**ACTION ITEM**: Reproduce precisely the lines of the listing below, starting with the line that contains "match std::mem::take(&mut self.state)" and stopping after the line that contains "let appended: Vec<String>"; include nothing else.

--- START ---

//! `taskchain` assembles a parallel task's chained stream operators into one execution unit.
//!
//! A task's input reader feeds records into the [`chain::OperatorChain`]'s entry point; each
//! operator writes into its own configured [`output::OutputSink`] (chaining into the next
//! operator, fanning out to several, or handing off to a network writer). The chain also carries
//! watermarks, stream-status toggles, latency markers, checkpoint barriers and cancel markers,
//! and end-of-input signals, and owns the lifecycle of the task's network writer outputs.
//!
//! Concrete operators are authored against [`operator::TypedOperator`]; [`operator::Erase`]
//! bridges a typed operator into the chain's homogeneous, type-erased storage. A
//! [`chain::ChainBuilder`] assembles a [`chain::OperatorChain`] from a [`config::StreamConfig`]
//! tree and an [`chain::OperatorFactory`].

pub mod chain;
pub mod config;
pub mod error;
pub mod metrics;
pub mod operator;
pub mod output;
pub mod output_tag;
pub mod record;
pub mod test_support;
pub mod watermark;

pub use chain::{ChainBuilder, ContainingTask, OperatorChain, OperatorFactory};
pub use config::{InputSelection, OutputSelector, StreamConfig, StreamEdge};
pub use error::{ChainError, ChainResult, OperatorError, OutputWriteError};
pub use operator::{
    BoundedMultiInput, BoundedOneInput, Erase, InputKind, OperatorHandle, StreamOperator, TwoInputOperator,
    TypedOperator, TypedOutput,
};
pub use output::OutputSink;
pub use output_tag::{ErasedOutputTag, OutputTag};
pub use record::{ErasedRecord, ErasedValue, StreamRecord, Timestamp};
pub use watermark::{LatencyMarker, StreamStatus, Watermark};
impl<'a> EventAssembler<'a> {
    pub fn new(normalizer: &'a EventNormalizer) -> Self {
        Self {
            normalizer,
            state: AssemblerState::Idle,
            summary: RunSummary::default(),
        }
    }

    pub fn state(&self) -> &AssemblerState {
        &self.state
    }

    pub fn summary(&self) -> &RunSummary {
        &self.summary
    }

    /// Feed one line; returns the event it completes, if any.
    pub fn process_line(&mut self, line: &LogLine) -> Option<NormalizedEvent> {
        self.summary.total_lines += 1;

        let run = match tokenize(&line.text) {
            Ok(run) => run,
            Err(e) => {
                warn!("Line {}: invalid log record, {}", line.number, e);
                self.summary.invalid_records += 1;
                return None;
            }
        };

        match std::mem::take(&mut self.state) {
            AssemblerState::Idle => self.dispatch(line.number, run.receipt, run.remainder),
            AssemblerState::Collecting {
                receipt,
                started_at,
                mut tokens,
            } => {
                let appended: Vec<String> = run
                    .remainder
                    .into_iter()
                    .skip(CONTINUATION_PREFIX_TOKENS)
                    .collect();
                let complete = appended.last().map(String::as_str) == Some(CLOSE_BRACE);
                tokens.extend(appended);

                if complete {
                    debug!(
                        "Line {}: multi-line event from line {} complete",
                        line.number, started_at
                    );
                    self.complete(started_at, &receipt, &tokens, EventKind::MultiLine)
                } else {
                    self.state = AssemblerState::Collecting {
                        receipt,
                        started_at,
                        tokens,
                    };
                    None
                }
            }
        }
    }

    /// Close the run. An event still being collected is dropped and counted.
    pub fn finish(mut self) -> RunSummary {
        if let AssemblerState::Collecting { started_at, .. } = self.state {
            warn!(
                "Multi-line event starting at line {} was never terminated, dropping it",
                started_at
            );
            self.summary.truncated_multi_line_events += 1;
        }
        self.summary
    }

    fn dispatch(
        &mut self,
        line_number: usize,
        receipt: ReceiptTime,
        remainder: Vec<String>,
    ) -> Option<NormalizedEvent> {
        let record_type = classify(&remainder);
        debug!("Line {}: {}", line_number, record_type);

        match record_type {
            RecordType::NotEvent => {
                self.summary.non_event_records += 1;
                None
            }
            RecordType::InvalidEvent => {
                warn!("Line {}: event markers without a payload", line_number);
                self.summary.invalid_events += 1;
                None
            }
            RecordType::SingleLineEvent => {
                self.complete(line_number, &receipt, &remainder, EventKind::SingleLine)
            }
            RecordType::MultiLineEventBegin => {
                self.state = AssemblerState::Collecting {
                    receipt,
                    started_at: line_number,
                    tokens: strip_markers(remainder),
                };
                None
            }
            RecordType::MultiLineEventEnd => {
                warn!(
                    "Line {}: closing brace with no open multi-line event",
                    line_number
                );
                self.summary.orphan_multi_line_ends += 1;
                None
            }
            RecordType::Error => {
                error!("Line {}: unknown record type", line_number);
                self.summary.other_errors += 1;
                None
            }
        }
    }

    fn complete(
        &mut self,
        line_number: usize,
        receipt: &ReceiptTime,
        tokens: &[String],
        kind: EventKind,
    ) -> Option<NormalizedEvent> {
        let payload = match decode_payload(tokens) {
            Ok(payload) => payload,
            Err(e) => {
                warn!("Line {}: invalid event payload, {}", line_number, e);
                self.summary.invalid_events += 1;
                return None;
            }
        };

        match self.normalizer.normalize(receipt, &payload) {
            Ok(event) => {
                match kind {
                    EventKind::SingleLine => self.summary.single_line_events += 1,
                    EventKind::MultiLine => self.summary.multi_line_events += 1,
                }
                Some(event)
            }
            Err(e) => {
                warn!("Line {}: invalid event, {}", line_number, e);
                self.summary.invalid_events += 1;
                None
            }
        }
    }
}
use std::fmt;

pub const PARSED_MARKER: &str = "Parsed";
pub const DATA_MARKER: &str = "Data:";
pub const OPEN_BRACE: &str = "{";
pub const CLOSE_BRACE: &str = "}";

/// Classification of the tokens following a line's receipt time.
#[derive(Debug, Clone, Copy, PartialEq, Eq, Hash)]
pub enum RecordType {
    NotEvent,
    InvalidEvent,
    SingleLineEvent,
    MultiLineEventBegin,
    MultiLineEventEnd,
    /// Both braces present but the closing one comes first.
    Error,
}

impl RecordType {
    pub fn as_str(&self) -> &'static str {
        match self {
            RecordType::NotEvent => "NOT_EVENT",
            RecordType::InvalidEvent => "INVALID_EVENT",
            RecordType::SingleLineEvent => "SINGLE_LINE_EVENT",
            RecordType::MultiLineEventBegin => "MULTI_LINE_EVENT_BEGIN",
            RecordType::MultiLineEventEnd => "MULTI_LINE_EVENT_END",
            RecordType::Error => "ERROR",
        }
    }
}

impl fmt::Display for RecordType {
    fn fmt(&self, f: &mut fmt::Formatter<'_>) -> fmt::Result {
        f.write_str(self.as_str())
    }
}

/// Index of the first token equal to `needle`.
pub fn find_token<S: AsRef<str>>(tokens: &[S], needle: &str) -> Option<usize> {
    tokens.iter().position(|token| token.as_ref() == needle)
}

pub fn classify<S: AsRef<str>>(remainder: &[S]) -> RecordType {
    if find_token(remainder, PARSED_MARKER).is_none() || find_token(remainder, DATA_MARKER).is_none()
    {
        return RecordType::NotEvent;
    }

    match (
        find_token(remainder, OPEN_BRACE),
        find_token(remainder, CLOSE_BRACE),
    ) {
        (None, None) => RecordType::InvalidEvent,
        (Some(open), Some(close)) if open < close => RecordType::SingleLineEvent,
        (Some(_), Some(_)) => RecordType::Error,
        (Some(_), None) => RecordType::MultiLineEventBegin,
        (None, Some(_)) => RecordType::MultiLineEventEnd,
    }
}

--- END ---

**PROBLEM SOLUTION**:
        match std::mem::take(&mut self.state) {
            AssemblerState::Idle => self.dispatch(line.number, run.receipt, run.remainder),
            AssemblerState::Collecting {
                receipt,
                started_at,
                mut tokens,
            } => {
                let appended: Vec<String> = run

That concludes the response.